The keeper nodded and led them down the narrow corridor that ran behind the exhibits. "I got him by himself in the back. He ain't too happy about it."

Leigh leaned in close to Tanner as they walked. "Why would Frank be questioning
him
?" she whispered.

Tanner looked back at her, and his eyes seemed sad. "He's questioning everybody Carmen worked with. He's been here all morning."

Leigh found that revelation comforting. Carmen had to have enemies—plenty of them. Frank was merely ferreting them out. That was, after all, the logical way to find the real killer. And she hoped he succeeded—soon.

The corridor widened out into a small U-shaped room that surrounded a cage made of steel bars. A door with a sliding gate connected the cage with the public part of the exhibit, a ten-by-twelve-foot concrete run with a front wall of glass. Ollie, the two-hundred-pound patriarch of the zoo's orangutan collection, took one look at Tanner and began to snarl and grunt frantically. He retreated to the far corner of the cage, his eyes shooting daggers at the hated vet.

"That's the trouble with intelligent animals," Tanner said sadly. "They remember you." He loaded the anesthetic into the blow dart and aimed. The orangutan's cries escalated in pitch, and he covered his head with his long arms. "Watch out," Tanner warned Leigh, behind him.

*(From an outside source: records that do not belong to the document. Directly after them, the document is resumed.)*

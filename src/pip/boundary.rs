//! State and city boundary extraction from an OSM extract.

use std::fs::File;
use std::path::Path;

use geo::MultiPolygon;
use osmpbfreader::{OsmPbfReader, Tags};
use serde::{Deserialize, Serialize};
use tracing::{debug, info};

use super::geometry::GeometryResolver;
use crate::error::{Error, Result};

/// What a boundary stands for when answering a reverse lookup.
#[derive(Debug, Clone, Copy, PartialEq, Eq, Hash, PartialOrd, Ord)]
pub enum PlaceKind {
    State,
    City,
}

/// OSM `admin_level` values mapped to states and cities.
///
/// 4 and 8 fit most countries (Brazil included); some use 6 or 7 for
/// municipalities.
#[derive(Debug, Clone, Copy, PartialEq, Eq, Serialize, Deserialize)]
#[serde(default)]
pub struct BoundaryLevels {
    pub state: u8,
    pub city: u8,
}

impl Default for BoundaryLevels {
    fn default() -> Self {
        Self { state: 4, city: 8 }
    }
}

impl BoundaryLevels {
    pub fn kind_of(&self, admin_level: u8) -> Option<PlaceKind> {
        if admin_level == self.state {
            Some(PlaceKind::State)
        } else if admin_level == self.city {
            Some(PlaceKind::City)
        } else {
            None
        }
    }

    pub fn validate(&self) -> Result<()> {
        if self.state == self.city {
            return Err(Error::InvalidConfig(format!(
                "state and city boundaries cannot share admin_level {}",
                self.state
            )));
        }
        Ok(())
    }

    fn kind_of_tags(&self, tags: &Tags) -> Option<PlaceKind> {
        let administrative = tags
            .get("boundary")
            .map(|v| v == "administrative")
            .unwrap_or(false);
        if !administrative {
            return None;
        }
        if !matches!(
            tags.get("type").map(|v| v.as_str()),
            Some("boundary") | Some("multipolygon")
        ) {
            return None;
        }
        let level: u8 = tags.get("admin_level")?.parse().ok()?;
        self.kind_of(level)
    }
}

/// One named boundary polygon.
#[derive(Debug, Clone)]
pub struct AdminBoundary {
    pub id: i64,
    pub name: String,
    pub kind: PlaceKind,
    pub geometry: MultiPolygon<f64>,
}

impl AdminBoundary {
    /// `(min_lon, min_lat, max_lon, max_lat)`
    pub fn bbox(&self) -> Option<(f64, f64, f64, f64)> {
        use geo::BoundingRect;
        self.geometry
            .bounding_rect()
            .map(|rect| (rect.min().x, rect.min().y, rect.max().x, rect.max().y))
    }
}

/// Read every state and city boundary of a PBF file.
pub fn load_boundaries(path: &Path, levels: BoundaryLevels) -> Result<Vec<AdminBoundary>> {
    levels.validate()?;
    info!("Loading boundaries from {}", path.display());
    let file = File::open(path)?;
    let mut reader = OsmPbfReader::new(file);
    extract_admin_boundaries(&mut reader, levels)
}

/// Extract named state/city relations and resolve their outer geometry.
///
/// `name` is used as-is; relations without one are skipped.
pub fn extract_admin_boundaries<R: std::io::Read + std::io::Seek>(
    reader: &mut OsmPbfReader<R>,
    levels: BoundaryLevels,
) -> Result<Vec<AdminBoundary>> {
    let resolver = GeometryResolver::build(reader, |tags| levels.kind_of_tags(tags).is_some())?;

    info!("Extracting admin boundaries...");
    reader.rewind()?;

    let mut boundaries = Vec::new();
    for obj in reader.iter() {
        let osmpbfreader::OsmObj::Relation(rel) = obj? else {
            continue;
        };
        let Some(kind) = levels.kind_of_tags(&rel.tags) else {
            continue;
        };
        let Some(name) = rel.tags.get("name").filter(|n| !n.trim().is_empty()) else {
            continue;
        };

        match resolver.resolve_relation(rel.id) {
            Some(geometry) => boundaries.push(AdminBoundary {
                id: rel.id.0,
                name: name.to_string(),
                kind,
                geometry,
            }),
            None => debug!("Could not resolve geometry for boundary {} ({})", rel.id.0, name),
        }
    }

    boundaries.sort_by_key(|b| (b.kind, b.id));
    info!(
        "Found {} states and {} cities",
        boundaries.iter().filter(|b| b.kind == PlaceKind::State).count(),
        boundaries.iter().filter(|b| b.kind == PlaceKind::City).count()
    );
    Ok(boundaries)
}

#[cfg(test)]
mod tests {
    use super::*;

    #[test]
    fn test_level_mapping() {
        let levels = BoundaryLevels::default();
        assert_eq!(levels.kind_of(4), Some(PlaceKind::State));
        assert_eq!(levels.kind_of(8), Some(PlaceKind::City));
        assert_eq!(levels.kind_of(2), None);

        let custom = BoundaryLevels { state: 4, city: 7 };
        assert_eq!(custom.kind_of(7), Some(PlaceKind::City));
    }

    #[test]
    fn test_levels_must_differ() {
        assert!(BoundaryLevels { state: 6, city: 6 }.validate().is_err());
        assert!(BoundaryLevels::default().validate().is_ok());
    }
}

"Why?" she asked playfully. "I thought you had good aim."

"I have great aim," he answered proudly. "But Ollie's not half bad either."

Leigh put herself on alert. Tanner shot the dart with a puff of air, and it landed in the muscle over Ollie's left shoulder. With an ear-piercing screech, the orang pulled out the dart and flung it straight back towards the vet.

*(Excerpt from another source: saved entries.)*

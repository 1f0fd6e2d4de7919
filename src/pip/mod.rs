//! Point-in-polygon reverse geocoding.
//!
//! Extracts state and city boundaries from OSM and answers lookups through
//! an R-tree spatial index, without any network access.

mod boundary;
mod geometry;
mod index;
mod service;

pub use boundary::{extract_admin_boundaries, load_boundaries, AdminBoundary, BoundaryLevels, PlaceKind};
pub use geometry::assemble_rings;
pub use index::AdminSpatialIndex;
pub use service::PipService;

Luckily, Tanner and Leigh had both ducked, and the missile collided harmlessly against the wall behind them, its needle bent from the force of the impact. "Get that, would you?" he asked.

Within a few minutes, the indignant orangutan lay sleeping peacefully, and Charlie opened the cage door to let them inside. "I got the extension cords ready, Doc," he offered.